File: mergeall-products/unzipped/docetc/miscnotes/pre-longpaths-code-mar0617/fixlongpaths.py

r"""
==============================================================================
fixlongpaths.py:
    work around Windows path-length limits (part of the mergeall system [3.0])

On Windows, work around the normal 260-character pathname length limit,
by extending the built-in open() to prefix paths with '\\?\'.  This fix is
used by mergeall, diffall, and cpall to support long pathnames on Windows.
Also provide a path fixer that can be used in other file-tool contexts.

This is a direct add for local-drive paths:
   'C:\folder...' => '\\?\C:\folder...'
but requires a minor reformatting step for network-drive paths:
   '\\server\folder...' => '\\?\UNC\server\folder...'
Either way, this prefix lifts the pathname length limit to 32k characters,
with 255 characters generally allowed per path component.

Pathnames are also run through abspath() to ensure they are absolute here
as needed for path prefixing.  This call also changes any '/' to '\' which
is required in this scheme: unlike the normal Windows file API, the API
invoked by '\\?\' does not do this automatically.  abspath() incurs a
minor speed hit (which isabs() + .replace('/', '\\') might minimize), but
it is run only for rare too-long pathnames.  '/' may crop up in GUIs.

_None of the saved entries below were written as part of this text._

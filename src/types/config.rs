//! Client configuration
//!
//! Loaded with the following priority (highest to lowest):
//!
//! 1. Environment variables
//! 2. `~/.agent-link/settings.json`
//! 3. Defaults

use std::path::{Path, PathBuf};
use std::time::Duration;

use serde::{Deserialize, Serialize};

use crate::session::PermissionMode;

/// Settings directory under the user's home
const SETTINGS_DIR: &str = ".agent-link";
const SETTINGS_FILE: &str = "settings.json";

pub const DEFAULT_CLIENT_NAME: &str = "agent-link";
pub const DEFAULT_CALL_TIMEOUT: Duration = Duration::from_secs(30);
pub const DEFAULT_HANDSHAKE_TIMEOUT: Duration = Duration::from_secs(60);
pub const DEFAULT_CONNECT_TIMEOUT: Duration = Duration::from_secs(10);

/// Client configuration
#[derive(Debug, Clone, PartialEq)]
pub struct ClientConfig {
    /// Server address, e.g. `ws://127.0.0.1:8765`
    /// Environment variable: `AGENT_LINK_URL`
    pub server_url: Option<String>,

    /// Name sent in the `initialize` handshake
    /// Environment variable: `AGENT_LINK_CLIENT_NAME`
    pub client_name: String,

    /// Version sent in the `initialize` handshake
    pub client_version: String,

    /// Deadline for ordinary calls
    /// Environment variable: `AGENT_LINK_CALL_TIMEOUT_MS`
    pub call_timeout: Duration,

    /// Deadline for the `initialize` call
    /// Environment variable: `AGENT_LINK_HANDSHAKE_TIMEOUT_MS`
    pub handshake_timeout: Duration,

    /// Deadline for opening the transport
    /// Environment variable: `AGENT_LINK_CONNECT_TIMEOUT_MS`
    pub connect_timeout: Duration,

    /// Permission mode for new sessions
    /// Environment variable: `AGENT_LINK_PERMISSION_MODE`
    pub default_permission_mode: PermissionMode,

    /// Model passed with `turn/start`
    /// Environment variable: `AGENT_LINK_MODEL`
    pub model: Option<String>,
}

impl Default for ClientConfig {
    fn default() -> Self {
        Self {
            server_url: None,
            client_name: DEFAULT_CLIENT_NAME.to_string(),
            client_version: env!("CARGO_PKG_VERSION").to_string(),
            call_timeout: DEFAULT_CALL_TIMEOUT,
            handshake_timeout: DEFAULT_HANDSHAKE_TIMEOUT,
            connect_timeout: DEFAULT_CONNECT_TIMEOUT,
            default_permission_mode: PermissionMode::Default,
            model: None,
        }
    }
}

/// On-disk settings, all fields optional
#[derive(Debug, Clone, Default, PartialEq, Serialize, Deserialize)]
#[serde(rename_all = "camelCase")]
pub struct ClientSettings {
    #[serde(default)]
    pub server_url: Option<String>,
    #[serde(default)]
    pub client_name: Option<String>,
    #[serde(default)]
    pub call_timeout_ms: Option<u64>,
    #[serde(default)]
    pub handshake_timeout_ms: Option<u64>,
    #[serde(default)]
    pub connect_timeout_ms: Option<u64>,
    #[serde(default)]
    pub permission_mode: Option<PermissionMode>,
    #[serde(default)]
    pub model: Option<String>,
}

impl ClientSettings {
    /// Default settings file location
    pub fn default_path() -> Option<PathBuf> {
        dirs::home_dir().map(|home| home.join(SETTINGS_DIR).join(SETTINGS_FILE))
    }

    /// Load settings from a file
    ///
    /// A missing file yields empty settings. A malformed file is logged and ignored.
    pub fn load_from(path: &Path) -> Self {
        let content = match std::fs::read_to_string(path) {
            Ok(content) => content,
            Err(e) if e.kind() == std::io::ErrorKind::NotFound => return Self::default(),
            Err(e) => {
                tracing::warn!(path = %path.display(), error = %e, "Failed to read settings file");
                return Self::default();
            }
        };

        match serde_json::from_str(&content) {
            Ok(settings) => {
                tracing::debug!(path = %path.display(), "Loaded settings file");
                settings
            }
            Err(e) => {
                tracing::warn!(path = %path.display(), error = %e, "Ignoring malformed settings file");
                Self::default()
            }
        }
    }

    /// Overlay environment variables on top of these settings
    fn merge_env(&mut self) {
        if let Some(url) = env_string("AGENT_LINK_URL") {
            self.server_url = Some(url);
        }
        if let Some(name) = env_string("AGENT_LINK_CLIENT_NAME") {
            self.client_name = Some(name);
        }
        if let Some(ms) = env_millis("AGENT_LINK_CALL_TIMEOUT_MS") {
            self.call_timeout_ms = Some(ms);
        }
        if let Some(ms) = env_millis("AGENT_LINK_HANDSHAKE_TIMEOUT_MS") {
            self.handshake_timeout_ms = Some(ms);
        }
        if let Some(ms) = env_millis("AGENT_LINK_CONNECT_TIMEOUT_MS") {
            self.connect_timeout_ms = Some(ms);
        }
        if let Some(mode) = env_string("AGENT_LINK_PERMISSION_MODE") {
            match PermissionMode::parse(&mode) {
                Some(mode) => self.permission_mode = Some(mode),
                None => tracing::warn!(value = %mode, "Ignoring unknown AGENT_LINK_PERMISSION_MODE"),
            }
        }
        if let Some(model) = env_string("AGENT_LINK_MODEL") {
            self.model = Some(model);
        }
    }
}

fn env_string(key: &str) -> Option<String> {
    std::env::var(key).ok().filter(|v| !v.is_empty())
}

fn env_millis(key: &str) -> Option<u64> {
    let raw = env_string(key)?;
    match raw.parse::<u64>() {
        Ok(ms) => Some(ms),
        Err(_) => {
            tracing::warn!(key, value = %raw, "Ignoring non-numeric timeout");
            None
        }
    }
}

impl ClientConfig {
    /// Create the default configuration
    pub fn new() -> Self {
        Self::default()
    }

    /// Load configuration from the default settings file and the environment
    pub fn load() -> Self {
        let settings = ClientSettings::default_path()
            .map(|path| ClientSettings::load_from(&path))
            .unwrap_or_default();
        Self::from_settings_and_env(settings)
    }

    /// Load configuration from environment variables only
    pub fn from_env() -> Self {
        Self::from_settings_and_env(ClientSettings::default())
    }

    /// Apply environment variables over `settings`, then defaults
    pub fn from_settings_and_env(mut settings: ClientSettings) -> Self {
        settings.merge_env();
        Self::from_settings(settings)
    }

    /// Build configuration from settings, falling back to defaults
    pub fn from_settings(settings: ClientSettings) -> Self {
        let defaults = Self::default();
        Self {
            server_url: settings.server_url,
            client_name: settings.client_name.unwrap_or(defaults.client_name),
            client_version: defaults.client_version,
            call_timeout: settings
                .call_timeout_ms
                .map(Duration::from_millis)
                .unwrap_or(defaults.call_timeout),
            handshake_timeout: settings
                .handshake_timeout_ms
                .map(Duration::from_millis)
                .unwrap_or(defaults.handshake_timeout),
            connect_timeout: settings
                .connect_timeout_ms
                .map(Duration::from_millis)
                .unwrap_or(defaults.connect_timeout),
            default_permission_mode: settings
                .permission_mode
                .unwrap_or(defaults.default_permission_mode),
            model: settings.model,
        }
    }

    pub fn with_call_timeout(mut self, timeout: Duration) -> Self {
        self.call_timeout = timeout;
        self
    }

    pub fn with_handshake_timeout(mut self, timeout: Duration) -> Self {
        self.handshake_timeout = timeout;
        self
    }
}
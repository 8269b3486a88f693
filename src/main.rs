//! agent-link binary
//!
//! Run with: cargo run -- --url ws://127.0.0.1:8765 "your prompt"
//!
//! For help: cargo run -- --help

use std::io::IsTerminal;

use agent_link::{cli::Cli, run_with_cli, shutdown_otel};
use clap::Parser;
use tokio::signal;
use tokio_util::sync::CancellationToken;

/// Resolve on SIGINT or SIGTERM
async fn shutdown_signal() {
    let ctrl_c = async {
        if let Err(e) = signal::ctrl_c().await {
            eprintln!("Failed to listen for SIGINT: {e}");
            std::future::pending::<()>().await;
        }
    };

    #[cfg(unix)]
    let terminate = async {
        match signal::unix::signal(signal::unix::SignalKind::terminate()) {
            Ok(mut sigterm) => {
                sigterm.recv().await;
            }
            Err(e) => {
                eprintln!("Failed to register SIGTERM handler: {e}");
                std::future::pending::<()>().await;
            }
        }
    };
    #[cfg(not(unix))]
    let terminate = std::future::pending::<()>();

    tokio::select! {
        () = ctrl_c => eprintln!("Received SIGINT, shutting down..."),
        () = terminate => eprintln!("Received SIGTERM, shutting down..."),
    }
}

#[tokio::main]
async fn main() -> anyhow::Result<()> {
    let cli = Cli::parse();

    let shutdown = CancellationToken::new();
    let signals = tokio::spawn({
        let shutdown = shutdown.clone();
        async move {
            shutdown_signal().await;
            shutdown.cancel();
        }
    });

    let result = run_with_cli(&cli, shutdown).await;
    signals.abort();

    // Flush pending spans
    shutdown_otel();

    match result {
        Ok(outcome) => {
            let code = outcome.exit_code();
            if code != 0 {
                std::process::exit(code);
            }
            Ok(())
        }
        Err(e) => {
            eprintln!("Error: {e:#}");
            if std::io::stdin().is_terminal() {
                eprintln!("\nFor debugging, run with --diagnostic to log to a file.");
                eprintln!("Or use -v/-vv/-vvv for more verbose logging.");
            }
            std::process::exit(1);
        }
    }
}
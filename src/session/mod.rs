//! Session state for the client
//!
//! This module handles:
//! - Session model (messages, active turn, permission state)
//! - Session store owned by the engine
//! - Permission modes and denial tracking

mod permission;
#[allow(clippy::module_inception)]
mod session;
mod store;

pub use permission::PermissionMode;
pub use session::Session;
pub use store::SessionStore;
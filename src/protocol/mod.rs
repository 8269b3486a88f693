//! Wire protocol
//!
//! JSON-RPC 2.0 envelopes, typed client methods and typed server
//! notifications.

mod envelope;
pub mod methods;
mod notification;

pub use envelope::{Inbound, JSONRPC_VERSION, Malformed, RpcRequest, classify};
pub use methods::{
    ApprovalRespondParams, ClientInfo, InitializeParams, RpcMethod, ThreadStartParams,
    ThreadStartResult, TurnInterruptParams, TurnStartParams, TurnStartResult,
};
pub use notification::{
    Delta, ItemCreated, ItemProgress, NotificationError, PermissionDenied, ServerNotification,
    TurnEnded, TurnStarted,
};
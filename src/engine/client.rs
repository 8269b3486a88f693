//! Presentation-facing client handle
//!
//! `AgentClient` is a cheap, cloneable handle to the engine task. Most
//! operations that combine a local change with a call run here, in the
//! caller's task, as a sequence of engine commands. Session creation is the
//! exception: its store insert must land in the same engine step as the
//! `thread/start` response. The engine itself never waits on the network.

use std::sync::Arc;

use futures::Stream;
use serde_json::Value;
use tokio::sync::{mpsc, oneshot, watch};
use tokio_util::sync::CancellationToken;
use tracing::Instrument;

use crate::connection::ConnectionStatus;
use crate::protocol::methods::{ApprovalRespond, ThreadStart, TurnInterrupt, TurnStart};
use crate::protocol::{
    ApprovalRespondParams, RpcMethod, ThreadStartParams, ThreadStartResult, TurnInterruptParams,
    TurnStartParams, TurnStartResult,
};
use crate::session::{PermissionMode, Session};
use crate::transport::{Connector, WebSocketConnector};
use crate::types::{ClientConfig, ClientError, Result};

use super::core::{Command, Engine, SessionEdit};
use super::snapshot::ClientSnapshot;

/// Handle to a running client engine
#[derive(Debug, Clone)]
pub struct AgentClient {
    commands: mpsc::UnboundedSender<Command>,
    snapshots: watch::Receiver<ClientSnapshot>,
    shutdown: CancellationToken,
    config: Arc<ClientConfig>,
}

impl AgentClient {
    /// Start an engine task using `connector` for transport
    ///
    /// Must be called from within a tokio runtime. The engine stops when
    /// [`shutdown`](Self::shutdown) is called or the last handle is dropped.
    pub fn spawn(config: ClientConfig, connector: Arc<dyn Connector>) -> Self {
        let (command_tx, command_rx) = mpsc::unbounded_channel();
        let (snapshot_tx, snapshot_rx) = watch::channel(ClientSnapshot::default());
        let shutdown = CancellationToken::new();

        let engine = Engine::new(
            config.clone(),
            connector,
            command_rx,
            snapshot_tx,
            shutdown.clone(),
        );
        tokio::spawn(
            engine
                .run()
                .instrument(tracing::info_span!("engine", client = %config.client_name)),
        );

        Self {
            commands: command_tx,
            snapshots: snapshot_rx,
            shutdown,
            config: Arc::new(config),
        }
    }

    /// Start an engine over WebSocket
    pub fn websocket(config: ClientConfig) -> Self {
        Self::spawn(config, Arc::new(WebSocketConnector::new()))
    }

    pub fn config(&self) -> &ClientConfig {
        &self.config
    }

    fn send(&self, command: Command) -> Result<()> {
        if self.shutdown.is_cancelled() {
            return Err(ClientError::EngineStopped);
        }
        self.commands
            .send(command)
            .map_err(|_| ClientError::EngineStopped)
    }

    async fn request<T>(&self, build: impl FnOnce(oneshot::Sender<T>) -> Command) -> Result<T> {
        let (tx, rx) = oneshot::channel();
        self.send(build(tx))?;
        rx.await.map_err(|_| ClientError::EngineStopped)
    }

    // === Connection ===

    /// Start connecting to `address`
    ///
    /// Returns once the engine has acted on the request; the outcome shows up
    /// in [`status`](Self::status). Connecting again to the address already
    /// being connected to is a no-op.
    pub async fn connect(&self, address: impl Into<String>) -> Result<()> {
        let address = address.into();
        self.request(|reply| Command::Connect { address, reply }).await
    }

    /// Connect and wait until the handshake settles
    #[tracing::instrument(skip(self, address), fields(address))]
    pub async fn connect_and_wait(&self, address: impl Into<String>) -> Result<()> {
        let address = address.into();
        tracing::Span::current().record("address", address.as_str());

        self.connect(address).await?;

        let bound = self.config.handshake_timeout + self.config.connect_timeout;
        let mut snapshots = self.subscribe();
        let settled = tokio::time::timeout(
            bound,
            snapshots.wait_for(|snapshot| snapshot.status.is_settled()),
        )
        .await
        .map_err(|_| {
            ClientError::timeout("connect", u64::try_from(bound.as_millis()).unwrap_or(u64::MAX))
        })?
        .map_err(|_| ClientError::EngineStopped)?
        .status
        .clone();

        match settled {
            ConnectionStatus::Connected => Ok(()),
            ConnectionStatus::Error { message } => Err(ClientError::ConnectionFailed(message)),
            other => Err(ClientError::connection_failed(other.to_string())),
        }
    }

    /// Close the connection and drop every session
    pub async fn disconnect(&self) -> Result<()> {
        self.request(|reply| Command::Disconnect { reply }).await
    }

    /// Stop the engine
    ///
    /// Outstanding calls reject with `ConnectionClosed`; every later
    /// operation fails with `EngineStopped`.
    pub fn shutdown(&self) {
        tracing::debug!("Client shutdown requested");
        self.shutdown.cancel();
    }

    // === Calls ===

    /// Raw JSON-RPC call
    pub async fn call(&self, method: impl Into<String>, params: Value) -> Result<Value> {
        let method = method.into();
        self.request(|reply| Command::Call {
            method,
            params,
            reply,
        })
        .await?
    }

    /// Call with typed params and result
    pub async fn call_typed<M: RpcMethod>(&self, params: M::Params) -> Result<M::Result> {
        let params = serde_json::to_value(params)?;
        let result = self.call(M::NAME, params).await?;
        Ok(serde_json::from_value(result)?)
    }

    pub async fn thread_start(&self, params: ThreadStartParams) -> Result<ThreadStartResult> {
        self.call_typed::<ThreadStart>(params).await
    }

    pub async fn turn_start(&self, params: TurnStartParams) -> Result<TurnStartResult> {
        self.call_typed::<TurnStart>(params).await
    }

    pub async fn turn_interrupt(&self, params: TurnInterruptParams) -> Result<Value> {
        self.call_typed::<TurnInterrupt>(params).await
    }

    pub async fn approval_respond(&self, params: ApprovalRespondParams) -> Result<Value> {
        self.call_typed::<ApprovalRespond>(params).await
    }

    // === Session operations ===

    async fn edit(&self, thread_id: &str, edit: SessionEdit) -> Result<()> {
        let thread_id = thread_id.to_string();
        self.request(|reply| Command::EditSession {
            thread_id,
            edit,
            reply,
        })
        .await?
    }

    /// Open a new thread on the server and track it locally
    #[tracing::instrument(skip(self, working_directory), fields(cwd))]
    pub async fn create_session(
        &self,
        working_directory: impl Into<String>,
        permission_mode: PermissionMode,
    ) -> Result<Arc<Session>> {
        let cwd = working_directory.into();
        tracing::Span::current().record("cwd", cwd.as_str());

        self.request(|reply| Command::CreateSession {
            cwd,
            mode: permission_mode,
            reply,
        })
        .await?
    }

    /// Append a user message and start a turn
    ///
    /// The user message stays in the history even if `turn/start` fails.
    /// Without an explicit `model`, the configured default is used.
    #[tracing::instrument(skip(self, content, model))]
    pub async fn send_message(
        &self,
        thread_id: &str,
        content: &str,
        model: Option<String>,
    ) -> Result<TurnStartResult> {
        self.edit(
            thread_id,
            SessionEdit::AppendUser {
                content: content.to_string(),
            },
        )
        .await?;

        let result = self
            .turn_start(TurnStartParams {
                thread_id: thread_id.to_string(),
                content: content.to_string(),
                model: model.or_else(|| self.config.model.clone()),
            })
            .await;
        match &result {
            Ok(started) => tracing::debug!(turn_id = %started.turn_id, "Turn start accepted"),
            Err(e) => tracing::warn!(error = %e, "turn/start failed, message kept"),
        }
        result
    }

    /// Ask the server to stop the running turn
    ///
    /// Advisory only: the session stays active until the server reports the
    /// turn ended.
    #[tracing::instrument(skip(self))]
    pub async fn interrupt_turn(&self, thread_id: &str) -> Result<()> {
        self.turn_interrupt(TurnInterruptParams {
            thread_id: thread_id.to_string(),
        })
        .await
        .map(drop)
    }

    /// Best-effort `approval/respond`; failures are logged and swallowed
    async fn respond_approval(&self, thread_id: &str, mode: PermissionMode) {
        let params = ApprovalRespondParams {
            thread_id: thread_id.to_string(),
            approved: true,
            permission_mode: Some(mode),
        };
        if let Err(e) = self.approval_respond(params).await {
            tracing::warn!(
                thread_id,
                method = ApprovalRespond::NAME,
                error = %e,
                "Ignoring failed approval response"
            );
        }
    }

    /// Approve the blocked tools under `mode` and clear the denial
    ///
    /// The caller re-sends the blocked content afterwards, see
    /// [`retry_blocked`](Self::retry_blocked).
    #[tracing::instrument(skip(self))]
    pub async fn approve_permission(&self, thread_id: &str, mode: PermissionMode) -> Result<()> {
        self.require_session(thread_id)?;
        self.respond_approval(thread_id, mode).await;
        self.edit(thread_id, SessionEdit::Approve { mode }).await
    }

    /// Switch the session's permission mode
    #[tracing::instrument(skip(self))]
    pub async fn change_permission_mode(
        &self,
        thread_id: &str,
        mode: PermissionMode,
    ) -> Result<()> {
        self.require_session(thread_id)?;
        self.respond_approval(thread_id, mode).await;
        self.edit(thread_id, SessionEdit::SetMode { mode }).await
    }

    /// Dismiss a denial locally; nothing is sent
    pub async fn dismiss_permission(&self, thread_id: &str) -> Result<()> {
        self.edit(thread_id, SessionEdit::Dismiss).await
    }

    /// Re-send the content that was blocked by the last denial
    #[tracing::instrument(skip(self, model))]
    pub async fn retry_blocked(
        &self,
        thread_id: &str,
        model: Option<String>,
    ) -> Result<TurnStartResult> {
        let session = self.require_session(thread_id)?;
        let content = session
            .last_blocked_content
            .clone()
            .ok_or_else(|| ClientError::NothingToRetry(thread_id.to_string()))?;
        self.send_message(thread_id, &content, model).await
    }

    /// Remove a session, interrupting its turn first if one is running
    #[tracing::instrument(skip(self))]
    pub async fn delete_session(&self, thread_id: &str) -> Result<()> {
        let session = self.require_session(thread_id)?;

        if session.is_active()
            && let Err(e) = self.interrupt_turn(thread_id).await
        {
            tracing::warn!(
                thread_id,
                method = TurnInterrupt::NAME,
                error = %e,
                "Ignoring failed interrupt before delete"
            );
        }

        let id = thread_id.to_string();
        self.request(|reply| Command::RemoveSession {
            thread_id: id,
            reply,
        })
        .await?
        .map(drop)
        .ok_or_else(|| ClientError::session_not_found(thread_id))
    }

    // === Read access ===

    pub fn status(&self) -> ConnectionStatus {
        self.snapshots.borrow().status.clone()
    }

    pub fn snapshot(&self) -> ClientSnapshot {
        self.snapshots.borrow().clone()
    }

    pub fn session(&self, thread_id: &str) -> Option<Arc<Session>> {
        self.snapshots.borrow().session(thread_id)
    }

    fn require_session(&self, thread_id: &str) -> Result<Arc<Session>> {
        self.session(thread_id)
            .ok_or_else(|| ClientError::session_not_found(thread_id))
    }

    /// All sessions, oldest first
    pub fn sessions(&self) -> Vec<Arc<Session>> {
        self.snapshots.borrow().sessions()
    }

    pub fn subscribe(&self) -> watch::Receiver<ClientSnapshot> {
        self.snapshots.clone()
    }

    /// Stream of snapshots, starting with the current one
    ///
    /// Intermediate states may be coalesced when the reader falls behind.
    pub fn updates(&self) -> impl Stream<Item = ClientSnapshot> + Send + 'static {
        let mut snapshots = self.subscribe();
        async_stream::stream! {
            snapshots.mark_changed();
            while snapshots.changed().await.is_ok() {
                let snapshot = snapshots.borrow_and_update().clone();
                yield snapshot;
            }
        }
    }

    /// Wait until a snapshot satisfies `predicate`
    pub async fn wait_for<F>(&self, mut predicate: F) -> Result<ClientSnapshot>
    where
        F: FnMut(&ClientSnapshot) -> bool,
    {
        let mut snapshots = self.subscribe();
        let snapshot = snapshots
            .wait_for(|snapshot| predicate(snapshot))
            .await
            .map_err(|_| ClientError::EngineStopped)?;
        Ok(snapshot.clone())
    }
}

Long paths seem most common when saving web pages (titles become filenames!),
and they generate open() exceptions and other failures without this fix.
Note that the 260-character size limit on Windows includes 1 byte for NULL
and 3 for the 'C:\' drive name, so the content length limit is 256, and the
string length limit is actually 259 in Python before hitting the C libraries.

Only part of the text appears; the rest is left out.